//! Identifier types for the snowdag simulator.

mod id;

pub use id::{IdError, TxId};

/// Length of a transaction identifier in bytes.
pub const ID_LEN: usize = 32;
//! snowdag simulator binary.
//!
//! Drives the consensus engine from the command line: generates
//! transactions (with deliberate double-spends), runs voting rounds to
//! quiescence, and audits the single-acceptance safety property.

use std::path::PathBuf;

use clap::{Args, Parser, Subcommand};
use tracing::{error, info, Level};
use tracing_subscriber::FmtSubscriber;

use snowdag_sim::config::SimConfig;
use snowdag_sim::{dot, driver};

/// snowdag simulator CLI
#[derive(Parser)]
#[command(name = "snowdag-sim")]
#[command(version = "0.1.0")]
#[command(about = "Avalanche-style DAG consensus simulator", long_about = None)]
struct Cli {
    /// Configuration file path
    #[arg(short, long, default_value = "snowdag.toml")]
    config: PathBuf,

    /// Log level (trace, debug, info, warn, error)
    #[arg(short, long, default_value = "info")]
    log_level: String,

    #[command(subcommand)]
    command: Option<Commands>,
}

#[derive(Subcommand)]
enum Commands {
    /// Run a simulation
    Run(RunArgs),
    /// Write a default configuration file
    Init,
    /// Validate a configuration file
    Validate,
}

#[derive(Args, Default)]
struct RunArgs {
    /// Transactions to generate
    #[arg(long)]
    transactions: Option<usize>,

    /// Probability of reusing an earlier data value
    #[arg(long)]
    double_spend_ratio: Option<f64>,

    /// Number of nodes
    #[arg(long)]
    nodes: Option<usize>,

    /// Peers sampled per query (k)
    #[arg(long)]
    sample_size: Option<usize>,

    /// Quorum threshold as a fraction of the sample
    #[arg(long)]
    alpha: Option<f64>,

    /// Confidence threshold for the uncontested acceptance path
    #[arg(long)]
    beta1: Option<u64>,

    /// Stability threshold for the contested acceptance path
    #[arg(long)]
    beta2: Option<u64>,

    /// Master RNG seed
    #[arg(long)]
    seed: Option<u64>,

    /// Emit one DOT file per node after the run
    #[arg(long)]
    dump_graphs: bool,

    /// Directory for DOT output
    #[arg(long)]
    dump_dir: Option<PathBuf>,
}

fn main() -> Result<(), Box<dyn std::error::Error>> {
    let cli = Cli::parse();

    // Setup logging
    let log_level = match cli.log_level.to_lowercase().as_str() {
        "trace" => Level::TRACE,
        "debug" => Level::DEBUG,
        "info" => Level::INFO,
        "warn" => Level::WARN,
        "error" => Level::ERROR,
        _ => Level::INFO,
    };

    let subscriber = FmtSubscriber::builder()
        .with_max_level(log_level)
        .with_target(true)
        .finish();

    tracing::subscriber::set_global_default(subscriber)
        .expect("setting default subscriber failed");

    let command = cli
        .command
        .unwrap_or_else(|| Commands::Run(RunArgs::default()));

    match command {
        Commands::Init => {
            let config = SimConfig::default();
            config.save(&cli.config)?;
            info!("configuration written to {:?}", cli.config);
        }
        Commands::Validate => {
            info!("validating configuration at {:?}", cli.config);
            match SimConfig::load(&cli.config) {
                Ok(config) => {
                    if let Err(e) = config.validate() {
                        error!("configuration invalid: {e}");
                        std::process::exit(1);
                    }
                    info!("configuration is valid");
                    info!("nodes: {}", config.nodes);
                    info!("transactions: {}", config.transactions);
                    info!("seed: {}", config.seed);
                }
                Err(e) => {
                    error!("failed to load configuration: {e}");
                    std::process::exit(1);
                }
            }
        }
        Commands::Run(args) => {
            let mut config = if cli.config.exists() {
                SimConfig::load(&cli.config)?
            } else {
                info!("no config file found, using defaults");
                SimConfig::default()
            };
            apply_overrides(&mut config, &args);
            config.validate()?;

            info!(
                nodes = config.nodes,
                transactions = config.transactions,
                double_spend_ratio = config.double_spend_ratio,
                k = config.sample_size,
                alpha = config.alpha,
                beta1 = config.beta1,
                beta2 = config.beta2,
                seed = config.seed,
                "starting simulation"
            );

            let outcome = driver::run_simulation(&config)?;

            if config.dump_graphs {
                let paths = dot::dump_network(&outcome.network, &config.dump_dir)?;
                info!("wrote {} DOT files to {:?}", paths.len(), config.dump_dir);
            }

            let report = &outcome.report;
            info!(
                generated = report.generated,
                double_spends = report.double_spend_data.len(),
                rounds = report.rounds,
                "run complete"
            );
            for (node, accepted) in report.accepted_per_node.iter().enumerate() {
                info!(node, accepted, "node acceptance");
            }
            if !report.is_safe() {
                for (data, ids) in &report.violations {
                    error!(
                        data,
                        accepted = ids.len(),
                        "conflicting transactions accepted"
                    );
                }
                std::process::exit(1);
            }
            info!("safety held: at most one accepted spend per conflict set");
        }
    }

    Ok(())
}

fn apply_overrides(config: &mut SimConfig, args: &RunArgs) {
    if let Some(transactions) = args.transactions {
        config.transactions = transactions;
    }
    if let Some(ratio) = args.double_spend_ratio {
        config.double_spend_ratio = ratio;
    }
    if let Some(nodes) = args.nodes {
        config.nodes = nodes;
    }
    if let Some(sample_size) = args.sample_size {
        config.sample_size = sample_size;
    }
    if let Some(alpha) = args.alpha {
        config.alpha = alpha;
    }
    if let Some(beta1) = args.beta1 {
        config.beta1 = beta1;
    }
    if let Some(beta2) = args.beta2 {
        config.beta2 = beta2;
    }
    if let Some(seed) = args.seed {
        config.seed = seed;
    }
    if args.dump_graphs {
        config.dump_graphs = true;
    }
    if let Some(dump_dir) = args.dump_dir.clone() {
        config.dump_dir = dump_dir;
    }
}
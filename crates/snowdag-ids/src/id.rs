//! 32-byte transaction identifier.

use std::fmt;
use std::str::FromStr;

use rand::Rng;
use serde::{Deserialize, Deserializer, Serialize, Serializer};
use thiserror::Error;

use crate::ID_LEN;

/// A 32-byte identifier for a transaction in the simulated DAG.
///
/// Ids are drawn from the simulation RNG at creation time and never
/// reused. All preference and acceptance bookkeeping compares ids by
/// value; nothing in the engine relies on memory identity.
///
/// # String Representation
///
/// Ids render as lowercase hex.
///
/// # Examples
///
/// ```
/// use snowdag_ids::TxId;
///
/// let id = TxId::from_bytes([0u8; 32]);
/// assert!(id.is_zero());
///
/// let parsed: TxId = id.to_string().parse().unwrap();
/// assert_eq!(id, parsed);
/// ```
#[derive(Clone, Copy, PartialEq, Eq, Hash, Default, PartialOrd, Ord)]
pub struct TxId([u8; ID_LEN]);

/// Errors that can occur when parsing an id.
#[derive(Debug, Error)]
pub enum IdError {
    /// The hex decoding failed.
    #[error("hex decoding failed: {0}")]
    Hex(#[from] hex::FromHexError),

    /// The decoded bytes have the wrong length.
    #[error("invalid length: expected {expected} bytes, got {actual}")]
    InvalidLength { expected: usize, actual: usize },
}

impl TxId {
    /// The zero id.
    pub const ZERO: Self = Self([0u8; ID_LEN]);

    /// Creates an id from a 32-byte array.
    #[must_use]
    pub const fn from_bytes(bytes: [u8; ID_LEN]) -> Self {
        Self(bytes)
    }

    /// Creates an id from a slice, returning an error if the length is wrong.
    ///
    /// # Errors
    ///
    /// Returns `IdError::InvalidLength` if the slice is not exactly 32 bytes.
    pub fn from_slice(bytes: &[u8]) -> Result<Self, IdError> {
        if bytes.len() != ID_LEN {
            return Err(IdError::InvalidLength {
                expected: ID_LEN,
                actual: bytes.len(),
            });
        }
        let mut arr = [0u8; ID_LEN];
        arr.copy_from_slice(bytes);
        Ok(Self(arr))
    }

    /// Draws a fresh id from the given RNG.
    ///
    /// The simulator passes its seeded master RNG here so that id
    /// assignment is reproducible across runs.
    #[must_use]
    pub fn random<R: Rng>(rng: &mut R) -> Self {
        let mut bytes = [0u8; ID_LEN];
        rng.fill(&mut bytes[..]);
        Self(bytes)
    }

    /// Returns the id as a byte slice.
    #[must_use]
    pub fn as_bytes(&self) -> &[u8; ID_LEN] {
        &self.0
    }

    /// Returns true if this is the zero id.
    #[must_use]
    pub fn is_zero(&self) -> bool {
        self.0 == [0u8; ID_LEN]
    }

    /// Returns the hex-encoded representation of this id.
    #[must_use]
    pub fn to_hex(&self) -> String {
        hex::encode(self.0)
    }
}

impl fmt::Display for TxId {
    fn fmt(&self, f: &mut fmt::Formatter<'_>) -> fmt::Result {
        write!(f, "{}", hex::encode(self.0))
    }
}

impl fmt::Debug for TxId {
    fn fmt(&self, f: &mut fmt::Formatter<'_>) -> fmt::Result {
        // First four bytes are plenty to tell ids apart in logs.
        write!(f, "TxId({}..)", hex::encode(&self.0[..4]))
    }
}

impl FromStr for TxId {
    type Err = IdError;

    fn from_str(s: &str) -> Result<Self, Self::Err> {
        let bytes = hex::decode(s)?;
        Self::from_slice(&bytes)
    }
}

impl AsRef<[u8]> for TxId {
    fn as_ref(&self) -> &[u8] {
        &self.0
    }
}

impl From<[u8; ID_LEN]> for TxId {
    fn from(bytes: [u8; ID_LEN]) -> Self {
        Self::from_bytes(bytes)
    }
}

impl From<TxId> for [u8; ID_LEN] {
    fn from(id: TxId) -> Self {
        id.0
    }
}

impl Serialize for TxId {
    fn serialize<S>(&self, serializer: S) -> Result<S::Ok, S::Error>
    where
        S: Serializer,
    {
        if serializer.is_human_readable() {
            serializer.serialize_str(&self.to_hex())
        } else {
            serializer.serialize_bytes(&self.0)
        }
    }
}

impl<'de> Deserialize<'de> for TxId {
    fn deserialize<D>(deserializer: D) -> Result<Self, D::Error>
    where
        D: Deserializer<'de>,
    {
        if deserializer.is_human_readable() {
            let s = String::deserialize(deserializer)?;
            s.parse().map_err(serde::de::Error::custom)
        } else {
            let bytes = <Vec<u8>>::deserialize(deserializer)?;
            Self::from_slice(&bytes).map_err(serde::de::Error::custom)
        }
    }
}

#[cfg(test)]
mod tests {
    use rand::rngs::StdRng;
    use rand::SeedableRng;

    use super::*;

    #[test]
    fn test_zero_id() {
        let id = TxId::ZERO;
        assert!(id.is_zero());
        assert_eq!(id.as_bytes(), &[0u8; 32]);
    }

    #[test]
    fn test_from_bytes() {
        let bytes = [42u8; 32];
        let id = TxId::from_bytes(bytes);
        assert_eq!(id.as_bytes(), &bytes);
        assert!(!id.is_zero());
    }

    #[test]
    fn test_from_slice() {
        let bytes = [42u8; 32];
        let id = TxId::from_slice(&bytes).unwrap();
        assert_eq!(id.as_bytes(), &bytes);

        // Wrong length should fail
        assert!(TxId::from_slice(&[1, 2, 3]).is_err());
    }

    #[test]
    fn test_random_is_deterministic_per_seed() {
        let mut a = StdRng::seed_from_u64(7);
        let mut b = StdRng::seed_from_u64(7);
        assert_eq!(TxId::random(&mut a), TxId::random(&mut b));

        let mut c = StdRng::seed_from_u64(8);
        assert_ne!(TxId::random(&mut a), TxId::random(&mut c));
    }

    #[test]
    fn test_string_roundtrip() {
        let id = TxId::from_bytes([42u8; 32]);
        let s = id.to_string();
        let parsed: TxId = s.parse().unwrap();
        assert_eq!(id, parsed);
    }

    #[test]
    fn test_hex() {
        let mut bytes = [0u8; 32];
        bytes[..8].copy_from_slice(&[0x12, 0x34, 0x56, 0x78, 0x9a, 0xbc, 0xde, 0xf0]);
        let id = TxId::from_bytes(bytes);
        assert!(id.to_hex().starts_with("123456789abcdef0"));
    }

    #[test]
    fn test_ordering() {
        let id1 = TxId::from_bytes([0u8; 32]);
        let id2 = TxId::from_bytes([1u8; 32]);
        assert!(id1 < id2);
    }

    #[test]
    fn test_json_serialization() {
        let id = TxId::from_bytes([42u8; 32]);
        let json = serde_json::to_string(&id).unwrap();
        let parsed: TxId = serde_json::from_str(&json).unwrap();
        assert_eq!(id, parsed);
    }
}
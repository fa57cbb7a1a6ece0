//! Driver library for the snowdag simulator.
//!
//! Holds everything the binary needs around the consensus engine:
//! configuration, the generation/audit driver, and DOT output.

pub mod config;
pub mod dot;
pub mod driver;
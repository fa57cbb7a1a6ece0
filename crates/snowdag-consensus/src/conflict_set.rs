//! Conflict sets: preference tracking among same-`data` transactions.

use snowdag_ids::TxId;

/// Tracks the preferred transaction among all transactions sharing one
/// `data` value, plus the stability streak used by the beta2
/// acceptance rule.
///
/// Invariant: `pref` only moves to a member whose confidence strictly
/// exceeds the current preference's, so the preferred confidence never
/// decreases.
#[derive(Debug, Clone)]
pub struct ConflictSet {
    /// Currently preferred member.
    pub pref: TxId,

    /// Most recent member to receive a confidence update.
    pub last: TxId,

    /// Consecutive confidence updates for which the updated member
    /// stayed the same; reset whenever a different member is touched.
    pub count: u64,

    /// Distinct members seen so far; 1 means uncontested.
    pub size: usize,
}

impl ConflictSet {
    /// Creates a set for the first member observed with a given `data`.
    pub fn new(first: TxId) -> Self {
        Self {
            pref: first,
            last: first,
            count: 0,
            size: 1,
        }
    }

    /// True if no conflicting transaction has been seen.
    pub fn is_uncontested(&self) -> bool {
        self.size == 1
    }

    /// Applies one confidence update for `member`, whose confidence is
    /// now `member_conf` while the current preference holds
    /// `pref_conf`.
    pub fn record(&mut self, member: TxId, member_conf: u64, pref_conf: u64) {
        if member_conf > pref_conf {
            self.pref = member;
        }
        if member != self.last {
            self.last = member;
            self.count = 0;
        } else {
            self.count += 1;
        }
    }
}

#[cfg(test)]
mod tests {
    use super::*;

    fn make_id(byte: u8) -> TxId {
        TxId::from_bytes([byte; 32])
    }

    #[test]
    fn test_new_set() {
        let a = make_id(1);
        let cs = ConflictSet::new(a);
        assert_eq!(cs.pref, a);
        assert_eq!(cs.last, a);
        assert_eq!(cs.count, 0);
        assert!(cs.is_uncontested());
    }

    #[test]
    fn test_preference_needs_strictly_greater_confidence() {
        let a = make_id(1);
        let b = make_id(2);
        let mut cs = ConflictSet::new(a);
        cs.size = 2;

        // Equal confidence does not move the preference
        cs.record(b, 3, 3);
        assert_eq!(cs.pref, a);

        // Strictly greater does
        cs.record(b, 4, 3);
        assert_eq!(cs.pref, b);
    }

    #[test]
    fn test_streak_counting() {
        let a = make_id(1);
        let b = make_id(2);
        let mut cs = ConflictSet::new(a);
        cs.size = 2;

        // First update touches a (a == last), streak grows
        cs.record(a, 1, 1);
        assert_eq!(cs.count, 1);
        cs.record(a, 2, 2);
        assert_eq!(cs.count, 2);

        // Touching a different member resets the streak
        cs.record(b, 1, 2);
        assert_eq!(cs.last, b);
        assert_eq!(cs.count, 0);

        cs.record(b, 2, 2);
        assert_eq!(cs.count, 1);
    }
}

------------------------------------

-- PROBLEM REQUIREMENTS --
Set down the lines of the listing above verbatim, first line through the line containing "fn main() ->", inclusive; add no other lines.

-- ANSWER TO THE EXERCISE --
//! Identifier types for the snowdag simulator.

mod id;

pub use id::{IdError, TxId};

/// Length of a transaction identifier in bytes.
pub const ID_LEN: usize = 32;
//! snowdag simulator binary.
//!
//! Drives the consensus engine from the command line: generates
//! transactions (with deliberate double-spends), runs voting rounds to
//! quiescence, and audits the single-acceptance safety property.

use std::path::PathBuf;

use clap::{Args, Parser, Subcommand};
use tracing::{error, info, Level};
use tracing_subscriber::FmtSubscriber;

use snowdag_sim::config::SimConfig;
use snowdag_sim::{dot, driver};

/// snowdag simulator CLI
#[derive(Parser)]
#[command(name = "snowdag-sim")]
#[command(version = "0.1.0")]
#[command(about = "Avalanche-style DAG consensus simulator", long_about = None)]
struct Cli {
    /// Configuration file path
    #[arg(short, long, default_value = "snowdag.toml")]
    config: PathBuf,

    /// Log level (trace, debug, info, warn, error)
    #[arg(short, long, default_value = "info")]
    log_level: String,

    #[command(subcommand)]
    command: Option<Commands>,
}

#[derive(Subcommand)]
enum Commands {
    /// Run a simulation
    Run(RunArgs),
    /// Write a default configuration file
    Init,
    /// Validate a configuration file
    Validate,
}

#[derive(Args, Default)]
struct RunArgs {
    /// Transactions to generate
    #[arg(long)]
    transactions: Option<usize>,

    /// Probability of reusing an earlier data value
    #[arg(long)]
    double_spend_ratio: Option<f64>,

    /// Number of nodes
    #[arg(long)]
    nodes: Option<usize>,

    /// Peers sampled per query (k)
    #[arg(long)]
    sample_size: Option<usize>,

    /// Quorum threshold as a fraction of the sample
    #[arg(long)]
    alpha: Option<f64>,

    /// Confidence threshold for the uncontested acceptance path
    #[arg(long)]
    beta1: Option<u64>,

    /// Stability threshold for the contested acceptance path
    #[arg(long)]
    beta2: Option<u64>,

    /// Master RNG seed
    #[arg(long)]
    seed: Option<u64>,

    /// Emit one DOT file per node after the run
    #[arg(long)]
    dump_graphs: bool,

    /// Directory for DOT output
    #[arg(long)]
    dump_dir: Option<PathBuf>,
}

fn main() -> Result<(), Box<dyn std::error::Error>> {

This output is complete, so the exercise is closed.